The HC Collet Connector is similar to the popular Model 70 Connector but is designed to provide greater preload forces to withstand higher separating forces.

The features include an annular hydraulic piston in the cylinder, which is an integral part of the housing. This provides substantially higher clamping preload than the Model 70. Secondary unlock is available. The Connector locks to the mating hub via pivoted locking segments/fingers, which form a funnel to guide the connector into position. The metal-to-metal sealing AX ring gasket is standard. The greater clamping force is obtained due to the segment and hub geometry and the large actuating piston area.

Data:

Bore Sizes: 13-5/8 in through 21-1/4 in Rated Working Pressure: 5000 psi through 15000 psi Bending at 15k psi/1000 k lb: 1.85 million ft x lb

Preload: 7 million ft x lb

Shoulder Angle: 25°/25° (Housing/Connector) Max Release Angle: 30°

Swallow: 12-½ in (32 cm)

Weight: 23100 lb studded top

Hydraulic Operating Pressure: 1500 psi to 3000 psi Hydraulic Vol. 18-3/4” 15k RWP: Open 25 gal ,Close 20 gal

Fig. 79a

08.03 Hydraulic operated choke/kill line valves

Cameron MCS Gate Valves (Fig. 80) are compact valves suited for the requirement of subsea choke and kill lines in water depths up to 6000 ft.

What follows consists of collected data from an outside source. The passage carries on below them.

use super::*;
use axum::{
    body::{self, Body},
    http::{header, Request},
};
use crate::engine::{EngineError, MockEngine, WorldEngine, WorldSeed};
use tower::ServiceExt;

struct FailingEngine(EngineError);

#[async_trait::async_trait]
impl WorldEngine for FailingEngine {
    fn name(&self) -> &'static str {
        "failing"
    }

    async fn generate(&self, _seed: WorldSeed<'_>) -> Result<WorldResult, EngineError> {
        Err(self.0.clone())
    }
}

fn test_app(engine: Arc<dyn WorldEngine>) -> Router {
    build_router(Arc::new(AppState {
        api: ApiContext { engine },
        app_name: "MindCraft API".to_string(),
    }))
}

fn json_post(uri: &str, body: serde_json::Value) -> Request<Body> {
    Request::post(uri)
        .header(header::CONTENT_TYPE, "application/json")
        .body(Body::from(body.to_string()))
        .expect("request")
}

async fn body_json<T: serde::de::DeserializeOwned>(response: axum::response::Response) -> T {
    let bytes = body::to_bytes(response.into_body(), usize::MAX)
        .await
        .expect("body");
    serde_json::from_slice(&bytes).expect("json")
}

#[tokio::test]
async fn health_reports_ok() {
    let app = test_app(Arc::new(MockEngine));
    let response = app
        .oneshot(Request::get("/health").body(Body::empty()).expect("request"))
        .await
        .expect("response");
    assert_eq!(response.status(), StatusCode::OK);

    let health: HealthResponse = body_json(response).await;
    assert_eq!(health.status, "ok");
}

#[tokio::test]
async fn create_returns_world_for_described_seed() {
    let app = test_app(Arc::new(MockEngine));
    let response = app
        .oneshot(json_post(
            "/api/world/create",
            serde_json::json!({ "description": "Clockwork desert", "player_name": "Kai" }),
        ))
        .await
        .expect("response");
    assert_eq!(response.status(), StatusCode::OK);

    let world: WorldResult = body_json(response).await;
    assert!(world.world_description.starts_with("Clockwork desert (mock "));
    assert_eq!(world.player_name.as_deref(), Some("Kai"));
    assert!(world.hints_for_image.is_some());
}

#[tokio::test]
async fn create_with_short_description_is_unprocessable() {
    let app = test_app(Arc::new(MockEngine));
    let response = app
        .oneshot(json_post(
            "/api/world/create",
            serde_json::json!({ "description": " a " }),
        ))
        .await
        .expect("response");
    assert_eq!(response.status(), StatusCode::UNPROCESSABLE_ENTITY);

    let error: ErrorResponse = body_json(response).await;
    assert!(!error.detail.is_empty());
}

#[tokio::test]
async fn random_accepts_missing_body() {
    let app = test_app(Arc::new(MockEngine));
    let response = app
        .oneshot(
            Request::post("/api/world/random")
                .body(Body::empty())
                .expect("request"),
        )
        .await
        .expect("response");
    assert_eq!(response.status(), StatusCode::OK);

    let world: WorldResult = body_json(response).await;
    assert!(world.player_name.is_some());
}

#[tokio::test]
async fn random_rejects_mistyped_body_instead_of_defaulting() {
    let app = test_app(Arc::new(MockEngine));
    let response = app
        .oneshot(json_post(
            "/api/world/random",
            serde_json::json!({ "player_name": 42 }),
        ))
        .await
        .expect("response");
    assert_eq!(response.status(), StatusCode::UNPROCESSABLE_ENTITY);

    let error: ErrorResponse = body_json(response).await;
    assert!(error.detail.starts_with("invalid request body"), "{}", error.detail);
}

#[tokio::test]
async fn random_validates_name_even_without_json_content_type() {
    let app = test_app(Arc::new(MockEngine));
    let body = serde_json::json!({ "player_name": "x".repeat(81) }).to_string();
    let response = app
        .oneshot(
            Request::post("/api/world/random")
                .header(header::CONTENT_TYPE, "text/plain")
                .body(Body::from(body))
                .expect("request"),
        )
        .await
        .expect("response");
    assert_eq!(response.status(), StatusCode::UNPROCESSABLE_ENTITY);
}

#[tokio::test]
async fn random_rejects_overlong_player_name() {
    let app = test_app(Arc::new(MockEngine));
    let response = app
        .oneshot(json_post(
            "/api/world/random",
            serde_json::json!({ "player_name": "x".repeat(81) }),
        ))
        .await
        .expect("response");
    assert_eq!(response.status(), StatusCode::UNPROCESSABLE_ENTITY);
}

#[tokio::test]
async fn engine_failure_maps_to_bad_gateway_with_detail() {
    let app = test_app(Arc::new(FailingEngine(EngineError::Unreadable)));
    let response = app
        .oneshot(json_post("/api/world/random", serde_json::json!({})))
        .await
        .expect("response");
    assert_eq!(response.status(), StatusCode::BAD_GATEWAY);

    let error: ErrorResponse = body_json(response).await;
    assert_eq!(error.detail, "AI response unreadable");
}

#[tokio::test]
async fn cors_allows_configured_origin() {
    let app = test_app(Arc::new(MockEngine))
        .layer(cors_layer(&["http://localhost:5173".to_string()]));
    let response = app
        .oneshot(
            Request::builder()
                .method("OPTIONS")
                .uri("/api/world/create")
                .header(header::ORIGIN, "http://localhost:5173")
                .header(header::ACCESS_CONTROL_REQUEST_METHOD, "POST")
                .body(Body::empty())
                .expect("request"),
        )
        .await
        .expect("response");
    assert_eq!(
        response
            .headers()
            .get(header::ACCESS_CONTROL_ALLOW_ORIGIN)
            .and_then(|value| value.to_str().ok()),
        Some("http://localhost:5173")
    );
}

Balanced stem prevents fluid displacement and also prevents opening the valve when line pressure is less than sea hydrostatic pressure. Bi-directional sealing allows valves to be spaced closely without liquid lock. Metal-to-metal sealing between gate an seats is utilised.

Rated Working Pressure 10000 psi and 15000 psi

Hydraulic Operating Pressure 1500 psi to 3000 psi

One mean (hydraulic pressure) opens the valve. The valve opens when hydraulic pressure is supplied from the SPM valve in the pod to the top of the actuator. In the actuator the piston is pushing the gate into open position.

Three different means close the valve:

When closing the valve the hydraulic opening pressure is vented from the top of the piston in the actuator. This happens through the open-SPM valve in the pod, which is venting. Simultaneously the hydraulic closing pressure is supplied to displace the piston in the actuator into the valve’s closed position. Further additional forces support the hydraulic closing pressure. One is the spring force. The other is the hydrostatic sea water pressure which is exposed to the end of the tail rod connected to the gate.

In earlier control system layouts, the only two means of closing the valve was the spring force and the hydraulic force generated by the ambient water column working on the tail- rod. This way of operation was called “Failsafe”. This synonym has stuck to the choke and kill valves, although incidents has proven that valves are NOT failsafe, why the valves today are forced closed by mean of hydraulic power supplied by the BOP control system.